福地氏城館 館部分⑬の面積は福地氏城主郭①と同等か少し広い
往時は南側にも土塁があり、四囲を土塁が囲んでいたと伝わります。後世の耕作地化で南側は改変を受けたようです。内部は長年の耕作で、往時の地形は全く残っていないように見えましたが、個人所有の土地として、最低限の改変にとどまったように思いました。
北辺の土塁の切欠き部ハは、「三重の中世城館」三重県教育委員会1976では、切欠きの幅が現況の三分の一程度なので耕作の都合で最近になって広げたようです。
福地氏城館 南側からの全景 三方の土塁がしっかり残っている。 右手に福地氏城
南側の土塁の痕跡は、明確には分かりませんでした。南向きの平坦地ですから、昔から耕作地として使われていたことでしょう。
福地氏城館 西側の横堀イ 南から 右手上に土塁
館の外側は、ほとんど整備されていないようで、ご覧の様に倒れこんだ竹に覆われていました。驚くほど明瞭に堀が残っていたので、うれしくなりました。ここを進むのは藪漕ぎとは言えないので、竹漕ぎでしょうか?
福地氏城館 北からの全景 北辺土塁上から
右側半分が畑地、左側半分を田地として使用中でした、田地には水が見えます。田地への水は東辺の土塁の切欠きニからと思われ北辺のハから流失させているように見えました。

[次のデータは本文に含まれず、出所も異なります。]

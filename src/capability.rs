//! The `Selectable` marker capability.
//!
//! A type gains `select_if` / `select_unless` / `select_resolved` as
//! associated functions by declaring an empty impl:
//!
//! ```
//! use tola_branch::Selectable;
//!
//! #[derive(Debug, PartialEq)]
//! enum Corner { Round, Square }
//!
//! impl Selectable for Corner {}
//!
//! assert_eq!(Corner::select_if(false, Corner::Round, Corner::Square), Corner::Square);
//! ```
//!
//! `impl_selectable!(A, B)` and `#[derive(Selectable)]` produce the same
//! empty impl.

use crate::primitives::Condition;
use crate::select;

/// Opt-in capability for static, condition-driven value selection.
///
/// Every method has a default body; implementors write nothing.
pub trait Selectable: Sized {
    /// `primary` if `condition` holds, else `fallback`.
    #[inline]
    fn select_if<C: Condition>(condition: C, primary: Self, fallback: Self) -> Self {
        select::select_if(condition, primary, fallback)
    }

    /// `primary` if `condition` does NOT hold, else `fallback`.
    #[inline]
    fn select_unless<C: Condition>(condition: C, primary: Self, fallback: Self) -> Self {
        select::select_unless(condition, primary, fallback)
    }

    /// Invoke `resolver` once and return its value verbatim.
    #[inline]
    fn select_resolved<F: FnOnce() -> Self>(resolver: F) -> Self {
        select::select_resolved(resolver)
    }
}

// =============================================================================
// Core / Std Types
// =============================================================================

crate::impl_selectable!(
    (), bool, char,
    u8, u16, u32, u64, u128, usize,
    i8, i16, i32, i64, i128, isize,
    f32, f64,
    core::cmp::Ordering,
    core::time::Duration,
);

impl Selectable for &str {}
impl<T> Selectable for &[T] {}
impl<T> Selectable for Option<T> {}
impl<T, E> Selectable for Result<T, E> {}
impl<T, const N: usize> Selectable for [T; N] {}

#[cfg(feature = "alloc")]
mod alloc_types {
    use super::Selectable;
    use alloc::borrow::{Cow, ToOwned};
    use alloc::boxed::Box;
    use alloc::string::String;
    use alloc::vec::Vec;

    impl Selectable for String {}
    impl<T> Selectable for Vec<T> {}
    impl<T: ?Sized> Selectable for Box<T> {}
    impl<B: ?Sized + ToOwned> Selectable for Cow<'_, B> {}
}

北辺から流失した水は一旦北辺の堀に入り、さらに北の水路から外部に出ていたようでした。往時も館内の排水はこの辺りで行われていたのではないかと想像しました。
福地氏城 東辺の堀ロと土塁 右手上が東辺土塁
堀を北側から東側に回り込むと、ここにも明確な堀遺構が残っていました。西側と違って人の手が入っているように見え、とても見学しやすくてよかったです。

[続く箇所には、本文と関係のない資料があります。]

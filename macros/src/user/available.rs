use proc_macro2::{Literal, TokenStream as TokenStream2};
use quote::quote;

use crate::common::AvailableInput;

/// Expand to a block producing `Availability<'static>`.
///
/// Requirements live in a block-local `const`, so the slice is `'static`.
pub fn expand_available(input: AvailableInput) -> TokenStream2 {
    let requirements = input.entries.iter().map(|entry| {
        let variant = &entry.variant;
        let major = Literal::u64_unsuffixed(entry.major);
        let minor = Literal::u64_unsuffixed(entry.minor);
        quote! {
            ::tola_branch::platform::MinimumVersion::at(
                ::tola_branch::platform::Platform::#variant,
                ::tola_branch::platform::Version::new(#major, #minor),
            )
        }
    });
    let wildcard = input.wildcard;

    quote! {
        {
            const REQUIREMENTS: &[::tola_branch::platform::MinimumVersion] = &[
                #(#requirements,)*
            ];
            ::tola_branch::platform::Availability::new(REQUIREMENTS, #wildcard)
        }
    }
}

この辺りの堀底から土塁上面までは5m程ありそうで、一人前の城郭機能を備えた館城であったと思いました。
福地氏城館 東辺土塁の切欠きニ 底に水が見える
東辺堀を南向きに進むと土塁の切欠きニに至りました。この切欠きが往時から有ったかは、不明ですが有ったとしても人の侵入は許さない底が深く細い切欠きでした。堀 ロ もこの辺りでは水堀状態になっていました。
切欠きは、今は内部の田地に水を引き入れる水路になっていました。
福地氏城館は見どころいっぱいの館でした。南からの全景を見て満足せずに一歩踏み込んで見学して良かったです。